In the listing below, find each line containing "that" and report it.

------------------------

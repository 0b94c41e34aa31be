//! Rekor entry body validation
//!
//! Ties a transparency log entry back to the bundle by checking that the
//! signature and digest recorded in the entry body are the ones the bundle
//! carries.

use crate::error::{Error, Result};
use crate::verify_impl::entity::SignatureContent;
use base64::Engine;
use sigstore_bundle::TlogEntry;
use sigstore_rekor::RekorEntryBody;

/// Verify that `entry` records `content`
pub(crate) fn verify_tlog_body(entry: &TlogEntry, content: &dyn SignatureContent) -> Result<()> {
    let kind = &entry.kind_version.kind;
    let version = &entry.kind_version.version;
    let body = RekorEntryBody::from_json_bytes(entry.canonicalized_body.as_bytes(), kind, version)
        .map_err(|e| Error::TlogBody(format!("failed to parse {} {} body: {}", kind, version, e)))?;

    match &body {
        RekorEntryBody::HashedRekordV001(rekord) => {
            check_signature(content, rekord.signature.content.as_bytes())?;
            check_hex_digest(content, &rekord.data.hash.value)
        }
        RekorEntryBody::HashedRekordV002(rekord) => {
            let rekord = &rekord.hashed_rekord_v002;
            check_signature(content, rekord.signature.content.as_bytes())?;
            check_digest(content, rekord.data.digest.as_bytes())
        }
        RekorEntryBody::DsseV001(dsse) => {
            let signature = single_signature(&dsse.signatures)?;
            check_signature(content, signature.signature.as_bytes())?;
            check_hex_digest(content, &dsse.payload_hash.value)
        }
        RekorEntryBody::DsseV002(dsse) => {
            let dsse = &dsse.dsse_v002;
            let signature = single_signature(&dsse.signatures)?;
            check_signature(content, signature.content.as_bytes())?;
            check_digest(content, dsse.payload_hash.digest.as_bytes())
        }
        RekorEntryBody::IntotoV002(intoto) => {
            let signature = single_signature(&intoto.content.envelope.signatures)?;
            // The body stores the base64 signature text base64-encoded again
            let raw = base64::engine::general_purpose::STANDARD
                .decode(signature.sig.as_bytes())
                .map_err(|e| Error::TlogBody(format!("invalid intoto signature: {}", e)))?;
            check_signature(content, &raw)?;
            check_hex_digest(content, &intoto.content.payload_hash.value)
        }
    }
}

fn single_signature<T>(signatures: &[T]) -> Result<&T> {
    match signatures {
        [signature] => Ok(signature),
        _ => Err(Error::TlogBody(format!(
            "entry has {} signatures, expected exactly one",
            signatures.len()
        ))),
    }
}

fn check_signature(content: &dyn SignatureContent, signature: &[u8]) -> Result<()> {
    if content.compare_signature(signature) {
        Ok(())
    } else {
        Err(Error::TlogBody(
            "signature in the log entry does not match the bundle".to_string(),
        ))
    }
}

fn check_hex_digest(content: &dyn SignatureContent, digest: &str) -> Result<()> {
    let digest = hex::decode(digest)
        .map_err(|e| Error::TlogBody(format!("invalid hex digest in log entry: {}", e)))?;
    check_digest(content, &digest)
}

fn check_digest(content: &dyn SignatureContent, digest: &[u8]) -> Result<()> {
    if content.compare_digest(digest) {
        Ok(())
    } else {
        Err(Error::TlogBody(
            "digest in the log entry does not match the bundle".to_string(),
        ))
    }
}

------------------------

• Exercise response:
//! Ties a transparency log entry back to the bundle by checking that the
/// Verify that `entry` records `content`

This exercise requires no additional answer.